=== Assignment ===
Without changing a single word, output each entry.

--- Data for review ---

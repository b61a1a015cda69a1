//! The records of one configuration namespace.
//!
//! A [`Package`] is the in-memory working set both store backends are built
//! on. It knows nothing about persistence; see
//! [`MemoryStore`](crate::storage::MemoryStore) and
//! [`FileStore`](crate::storage::FileStore).

use std::{collections::BTreeMap, sync::LazyLock};

use regex::Regex;

use crate::storage::{
    natural::natural_cmp,
    record::{CONTROL_PREFIX, Record, Value},
};

/// Index assumed for records that carry no explicit index on load.
const UNINDEXED: usize = 9999;

static SELECTOR: LazyLock<Regex> =
    LazyLock::new(|| Regex::new(r"^@([a-zA-Z0-9_-]+)\[(-?[0-9]+)\]$").expect("valid selector pattern"));

/// An ordered set of named records.
#[derive(Debug, Clone, Default, PartialEq, Eq)]
pub struct Package {
    records: BTreeMap<String, Record>,
}

impl Package {
    /// Builds a package from loaded records.
    ///
    /// Records are sorted by their explicit index (records without one sort
    /// last), ties broken by natural comparison of the name, and then
    /// renumbered densely from zero. A later record with a duplicate name
    /// replaces the earlier one.
    #[must_use]
    pub fn from_loaded(records: impl IntoIterator<Item = (Record, Option<usize>)>) -> Self {
        let mut loaded: BTreeMap<String, (Record, usize)> = BTreeMap::new();
        for (record, index) in records {
            loaded.insert(record.name.clone(), (record, index.unwrap_or(UNINDEXED)));
        }

        let mut ordered: Vec<_> = loaded.into_values().collect();
        ordered.sort_by(|(a, ai), (b, bi)| ai.cmp(bi).then_with(|| natural_cmp(&a.name, &b.name)));

        let records = ordered
            .into_iter()
            .enumerate()
            .map(|(position, (mut record, _))| {
                record.index = position;
                (record.name.clone(), record)
            })
            .collect();

        Self { records }
    }

    /// Returns `true` if the package holds no records.
    #[must_use]
    pub fn is_empty(&self) -> bool {
        self.records.is_empty()
    }

    /// Returns a record by name.
    #[must_use]
    pub fn record(&self, name: &str) -> Option<&Record> {
        self.records.get(name)
    }

    /// Returns the value of one attribute of a record.
    #[must_use]
    pub fn get(&self, name: &str, attribute: &str) -> Option<&Value> {
        self.records.get(name)?.get(attribute)
    }

    /// Assigns or, with `None`, deletes an attribute.
    ///
    /// Unknown records and attributes using the control prefix are ignored.
    /// Returns `true` if the record was modified.
    pub fn set(&mut self, name: &str, attribute: &str, value: Option<Value>) -> bool {
        if attribute.is_empty() || attribute.starts_with(CONTROL_PREFIX) {
            return false;
        }

        let Some(record) = self.records.get_mut(name) else {
            return false;
        };

        match value {
            Some(value) if record.attributes.get(attribute) == Some(&value) => false,
            Some(value) => {
                record.attributes.insert(attribute.to_string(), value);
                true
            }
            None => record.attributes.remove(attribute).is_some(),
        }
    }

    /// Returns records in index order, optionally restricted to one type.
    #[must_use]
    pub fn sections(&self, section_type: Option<&str>) -> Vec<&Record> {
        let mut records: Vec<_> = self
            .records
            .values()
            .filter(|record| section_type.is_none_or(|t| record.section_type == t))
            .collect();
        records.sort_by_key(|record| record.index);
        records
    }

    /// Adds a record and returns its name.
    ///
    /// Without a name, one is synthesized from the type and the number of
    /// records of that type (`interface0`, `interface1`, ...), skipping
    /// names that are already taken; such records are marked anonymous. If
    /// an explicit name already exists the package is left untouched and the
    /// name is returned.
    pub fn add(&mut self, section_type: &str, name: Option<&str>) -> String {
        let (name, anonymous) = match name {
            Some(name) if self.records.contains_key(name) => return name.to_string(),
            Some(name) => (name.to_string(), false),
            None => (self.synthesize_name(section_type), true),
        };

        let index = self
            .records
            .values()
            .map(|record| record.index + 1)
            .max()
            .unwrap_or(0);

        self.records.insert(
            name.clone(),
            Record::new(name.clone(), section_type, anonymous, index),
        );
        name
    }

    /// Removes a record, returning it.
    pub fn remove(&mut self, name: &str) -> Option<Record> {
        self.records.remove(name)
    }

    /// Moves `name` directly before (or after) `anchor`, or to the end when
    /// there is no anchor. Indices are renumbered densely afterwards.
    ///
    /// Returns `false` if either record is unknown.
    pub fn move_record(&mut self, name: &str, anchor: Option<&str>, after: bool) -> bool {
        let mut order: Vec<String> = self
            .sections(None)
            .into_iter()
            .map(|record| record.name.clone())
            .collect();

        let Some(position) = order.iter().position(|n| n == name) else {
            return false;
        };
        let moving = order.remove(position);

        match anchor {
            None => order.push(moving),
            Some(anchor) => {
                let Some(target) = order.iter().position(|n| n == anchor) else {
                    return false;
                };
                order.insert(target + usize::from(after), moving);
            }
        }

        for (index, name) in order.iter().enumerate() {
            if let Some(record) = self.records.get_mut(name) {
                record.index = index;
            }
        }

        true
    }

    /// Resolves a record id, accepting the `@type[index]` selector syntax.
    ///
    /// Negative indices count from the end. Plain names are returned as-is,
    /// whether or not they exist.
    #[must_use]
    pub fn resolve(&self, id: &str) -> Option<String> {
        let Some(captures) = SELECTOR.captures(id) else {
            return Some(id.to_string());
        };

        let records = self.sections(Some(&captures[1]));
        let position: isize = captures[2].parse().ok()?;
        let position = if position < 0 {
            records.len().checked_sub(position.unsigned_abs())?
        } else {
            position.unsigned_abs()
        };

        records.get(position).map(|record| record.name.clone())
    }

    /// Iterates over all records in index order.
    pub fn iter(&self) -> impl Iterator<Item = &Record> {
        self.sections(None).into_iter()
    }

    fn synthesize_name(&self, section_type: &str) -> String {
        let count = self
            .records
            .values()
            .filter(|record| record.section_type == section_type)
            .count();

        let mut n = count;
        loop {
            let candidate = format!("{section_type}{n}");
            if !self.records.contains_key(&candidate) {
                return candidate;
            }
            n += 1;
        }
    }
}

---

=== Exercise solution ===
repository b61a1a015cda69a1
//! The records of one configuration namespace.
//!
//! A [`Package`] is the in-memory working set both store backends are built
//! on. It knows nothing about persistence; see
//! [`MemoryStore`](crate::storage::MemoryStore) and
//! [`FileStore`](crate::storage::FileStore).

use std::{collections::BTreeMap, sync::LazyLock};

use regex::Regex;

use crate::storage::{
    natural::natural_cmp,
    record::{CONTROL_PREFIX, Record, Value},
};

/// Index assumed for records that carry no explicit index on load.
const UNINDEXED: usize = 9999;

static SELECTOR: LazyLock<Regex> =
    LazyLock::new(|| Regex::new(r"^@([a-zA-Z0-9_-]+)\[(-?[0-9]+)\]$").expect("valid selector pattern"));

/// An ordered set of named records.
#[derive(Debug, Clone, Default, PartialEq, Eq)]
pub struct Package {
    records: BTreeMap<String, Record>,
}

impl Package {
    /// Builds a package from loaded records.
    ///
    /// Records are sorted by their explicit index (records without one sort
    /// last), ties broken by natural comparison of the name, and then
    /// renumbered densely from zero. A later record with a duplicate name
    /// replaces the earlier one.
    #[must_use]
    pub fn from_loaded(records: impl IntoIterator<Item = (Record, Option<usize>)>) -> Self {
        let mut loaded: BTreeMap<String, (Record, usize)> = BTreeMap::new();
        for (record, index) in records {
            loaded.insert(record.name.clone(), (record, index.unwrap_or(UNINDEXED)));
        }

        let mut ordered: Vec<_> = loaded.into_values().collect();
        ordered.sort_by(|(a, ai), (b, bi)| ai.cmp(bi).then_with(|| natural_cmp(&a.name, &b.name)));

        let records = ordered
            .into_iter()
            .enumerate()
            .map(|(position, (mut record, _))| {
                record.index = position;
                (record.name.clone(), record)
            })
            .collect();

        Self { records }
    }

    /// Returns `true` if the package holds no records.
    #[must_use]
    pub fn is_empty(&self) -> bool {
        self.records.is_empty()
    }

    /// Returns a record by name.
    #[must_use]
    pub fn record(&self, name: &str) -> Option<&Record> {
        self.records.get(name)
    }

    /// Returns the value of one attribute of a record.
    #[must_use]
    pub fn get(&self, name: &str, attribute: &str) -> Option<&Value> {
        self.records.get(name)?.get(attribute)
    }

    /// Assigns or, with `None`, deletes an attribute.
    ///
    /// Unknown records and attributes using the control prefix are ignored.
    /// Returns `true` if the record was modified.
    pub fn set(&mut self, name: &str, attribute: &str, value: Option<Value>) -> bool {
        if attribute.is_empty() || attribute.starts_with(CONTROL_PREFIX) {
            return false;
        }

        let Some(record) = self.records.get_mut(name) else {
            return false;
        };

        match value {
            Some(value) if record.attributes.get(attribute) == Some(&value) => false,
            Some(value) => {
                record.attributes.insert(attribute.to_string(), value);
                true
            }
            None => record.attributes.remove(attribute).is_some(),
        }
    }

    /// Returns records in index order, optionally restricted to one type.
    #[must_use]
    pub fn sections(&self, section_type: Option<&str>) -> Vec<&Record> {
        let mut records: Vec<_> = self
            .records
            .values()
            .filter(|record| section_type.is_none_or(|t| record.section_type == t))
            .collect();
        records.sort_by_key(|record| record.index);
        records
    }

    /// Adds a record and returns its name.
    ///
    /// Without a name, one is synthesized from the type and the number of
    /// records of that type (`interface0`, `interface1`, ...), skipping
    /// names that are already taken; such records are marked anonymous. If
    /// an explicit name already exists the package is left untouched and the
    /// name is returned.
    pub fn add(&mut self, section_type: &str, name: Option<&str>) -> String {
        let (name, anonymous) = match name {
            Some(name) if self.records.contains_key(name) => return name.to_string(),
            Some(name) => (name.to_string(), false),
            None => (self.synthesize_name(section_type), true),
        };

        let index = self
            .records
            .values()
            .map(|record| record.index + 1)
            .max()
            .unwrap_or(0);

        self.records.insert(
            name.clone(),
            Record::new(name.clone(), section_type, anonymous, index),
        );
        name
    }

    /// Removes a record, returning it.
    pub fn remove(&mut self, name: &str) -> Option<Record> {
        self.records.remove(name)
    }

    /// Moves `name` directly before (or after) `anchor`, or to the end when
    /// there is no anchor. Indices are renumbered densely afterwards.
    ///
    /// Returns `false` if either record is unknown.
    pub fn move_record(&mut self, name: &str, anchor: Option<&str>, after: bool) -> bool {
        let mut order: Vec<String> = self
            .sections(None)
            .into_iter()
            .map(|record| record.name.clone())
            .collect();

        let Some(position) = order.iter().position(|n| n == name) else {
            return false;
        };
        let moving = order.remove(position);

        match anchor {
            None => order.push(moving),
            Some(anchor) => {
                let Some(target) = order.iter().position(|n| n == anchor) else {
                    return false;
                };
                order.insert(target + usize::from(after), moving);
            }
        }

        for (index, name) in order.iter().enumerate() {
            if let Some(record) = self.records.get_mut(name) {
                record.index = index;
            }
        }

        true
    }

    /// Resolves a record id, accepting the `@type[index]` selector syntax.
    ///
    /// Negative indices count from the end. Plain names are returned as-is,
    /// whether or not they exist.
    #[must_use]
    pub fn resolve(&self, id: &str) -> Option<String> {
        let Some(captures) = SELECTOR.captures(id) else {
            return Some(id.to_string());
        };

        let records = self.sections(Some(&captures[1]));
        let position: isize = captures[2].parse().ok()?;
        let position = if position < 0 {
            records.len().checked_sub(position.unsigned_abs())?
        } else {
            position.unsigned_abs()
        };

        records.get(position).map(|record| record.name.clone())
    }

    /// Iterates over all records in index order.
    pub fn iter(&self) -> impl Iterator<Item = &Record> {
        self.sections(None).into_iter()
    }

    fn synthesize_name(&self, section_type: &str) -> String {
        let count = self
            .records
            .values()
            .filter(|record| record.section_type == section_type)
            .count();

        let mut n = count;
        loop {
            let candidate = format!("{section_type}{n}");
            if !self.records.contains_key(&candidate) {
                return candidate;
            }
            n += 1;
        }
    }
}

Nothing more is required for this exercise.